◆ The problem
Every line in the records below that holds "headers" must be identified and copied.

◆ Provided data
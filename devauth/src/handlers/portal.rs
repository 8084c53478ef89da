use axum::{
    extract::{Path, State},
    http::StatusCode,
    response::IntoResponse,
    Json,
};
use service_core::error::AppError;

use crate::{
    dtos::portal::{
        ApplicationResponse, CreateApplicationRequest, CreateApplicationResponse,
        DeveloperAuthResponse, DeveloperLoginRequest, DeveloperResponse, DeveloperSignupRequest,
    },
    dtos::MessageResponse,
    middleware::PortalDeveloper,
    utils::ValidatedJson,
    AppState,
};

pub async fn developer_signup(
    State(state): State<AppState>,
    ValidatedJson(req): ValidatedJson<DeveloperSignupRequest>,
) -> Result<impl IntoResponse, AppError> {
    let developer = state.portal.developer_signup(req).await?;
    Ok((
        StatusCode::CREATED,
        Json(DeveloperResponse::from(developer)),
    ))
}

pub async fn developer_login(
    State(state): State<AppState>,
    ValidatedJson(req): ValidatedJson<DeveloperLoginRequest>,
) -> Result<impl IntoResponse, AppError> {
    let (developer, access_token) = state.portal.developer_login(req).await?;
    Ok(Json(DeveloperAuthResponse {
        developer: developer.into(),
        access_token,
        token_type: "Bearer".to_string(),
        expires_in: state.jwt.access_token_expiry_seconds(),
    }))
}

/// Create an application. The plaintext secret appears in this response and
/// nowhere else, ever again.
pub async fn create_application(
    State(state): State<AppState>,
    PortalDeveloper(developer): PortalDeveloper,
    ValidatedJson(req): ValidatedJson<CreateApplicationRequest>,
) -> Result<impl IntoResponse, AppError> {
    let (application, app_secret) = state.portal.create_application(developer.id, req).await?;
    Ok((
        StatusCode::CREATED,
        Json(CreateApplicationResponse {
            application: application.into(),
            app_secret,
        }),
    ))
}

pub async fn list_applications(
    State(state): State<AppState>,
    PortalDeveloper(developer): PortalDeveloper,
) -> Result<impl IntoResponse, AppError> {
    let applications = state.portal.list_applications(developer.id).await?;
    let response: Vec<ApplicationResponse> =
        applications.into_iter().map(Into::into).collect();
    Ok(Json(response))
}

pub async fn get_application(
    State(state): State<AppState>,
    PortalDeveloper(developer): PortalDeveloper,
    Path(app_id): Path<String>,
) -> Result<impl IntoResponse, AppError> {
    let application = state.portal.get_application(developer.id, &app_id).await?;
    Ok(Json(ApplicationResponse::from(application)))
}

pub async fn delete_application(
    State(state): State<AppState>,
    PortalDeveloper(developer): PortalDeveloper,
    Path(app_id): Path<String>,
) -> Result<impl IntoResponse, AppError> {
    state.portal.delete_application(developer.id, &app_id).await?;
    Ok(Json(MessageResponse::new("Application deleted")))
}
...
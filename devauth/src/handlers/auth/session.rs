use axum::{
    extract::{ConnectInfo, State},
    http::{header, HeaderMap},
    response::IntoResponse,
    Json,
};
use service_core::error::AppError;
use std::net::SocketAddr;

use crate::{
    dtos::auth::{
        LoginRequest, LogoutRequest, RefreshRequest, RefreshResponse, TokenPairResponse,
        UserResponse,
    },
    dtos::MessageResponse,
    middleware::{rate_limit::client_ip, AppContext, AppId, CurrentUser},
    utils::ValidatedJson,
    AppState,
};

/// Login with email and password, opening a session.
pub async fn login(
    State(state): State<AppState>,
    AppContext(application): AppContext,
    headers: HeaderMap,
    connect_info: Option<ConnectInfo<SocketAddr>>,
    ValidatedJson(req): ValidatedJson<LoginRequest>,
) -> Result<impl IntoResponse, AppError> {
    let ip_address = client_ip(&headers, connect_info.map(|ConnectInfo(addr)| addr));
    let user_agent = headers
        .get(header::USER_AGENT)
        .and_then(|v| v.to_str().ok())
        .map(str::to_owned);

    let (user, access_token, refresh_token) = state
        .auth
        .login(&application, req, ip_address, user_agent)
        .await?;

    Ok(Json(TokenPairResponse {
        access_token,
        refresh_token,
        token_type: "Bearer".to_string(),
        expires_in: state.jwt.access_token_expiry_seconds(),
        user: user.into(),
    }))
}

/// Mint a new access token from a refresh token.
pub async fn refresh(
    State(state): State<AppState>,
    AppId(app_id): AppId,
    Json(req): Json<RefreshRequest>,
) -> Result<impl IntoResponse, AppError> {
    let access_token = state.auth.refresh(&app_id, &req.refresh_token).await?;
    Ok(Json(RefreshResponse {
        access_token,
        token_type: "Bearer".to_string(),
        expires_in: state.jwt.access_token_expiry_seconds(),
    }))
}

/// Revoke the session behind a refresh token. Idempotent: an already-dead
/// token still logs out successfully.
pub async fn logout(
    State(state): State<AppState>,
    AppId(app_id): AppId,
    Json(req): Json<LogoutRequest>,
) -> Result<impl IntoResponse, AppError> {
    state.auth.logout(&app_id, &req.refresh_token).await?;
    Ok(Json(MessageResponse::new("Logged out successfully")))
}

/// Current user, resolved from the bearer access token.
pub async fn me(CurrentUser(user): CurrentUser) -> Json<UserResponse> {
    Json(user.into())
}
---
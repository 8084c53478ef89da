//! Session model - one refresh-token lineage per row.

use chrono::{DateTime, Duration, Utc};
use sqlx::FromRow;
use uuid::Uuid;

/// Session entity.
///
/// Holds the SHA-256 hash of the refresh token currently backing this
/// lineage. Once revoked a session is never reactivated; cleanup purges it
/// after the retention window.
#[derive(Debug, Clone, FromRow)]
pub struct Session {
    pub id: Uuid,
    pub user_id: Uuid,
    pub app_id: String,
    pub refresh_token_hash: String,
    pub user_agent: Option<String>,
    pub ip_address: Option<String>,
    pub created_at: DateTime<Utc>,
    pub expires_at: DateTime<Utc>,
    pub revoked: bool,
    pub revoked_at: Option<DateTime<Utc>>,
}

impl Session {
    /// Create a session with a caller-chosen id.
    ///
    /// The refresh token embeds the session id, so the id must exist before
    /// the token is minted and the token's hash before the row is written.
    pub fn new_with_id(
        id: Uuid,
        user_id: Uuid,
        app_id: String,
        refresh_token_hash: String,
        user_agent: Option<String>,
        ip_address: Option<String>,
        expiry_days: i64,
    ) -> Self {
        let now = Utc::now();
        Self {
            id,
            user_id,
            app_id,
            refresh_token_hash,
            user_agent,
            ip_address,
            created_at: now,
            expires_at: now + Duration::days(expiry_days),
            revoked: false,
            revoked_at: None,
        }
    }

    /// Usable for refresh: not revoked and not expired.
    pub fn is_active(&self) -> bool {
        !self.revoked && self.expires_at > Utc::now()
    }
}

◆ Answer to this problem
    headers: HeaderMap,
    let ip_address = client_ip(&headers, connect_info.map(|ConnectInfo(addr)| addr));
    let user_agent = headers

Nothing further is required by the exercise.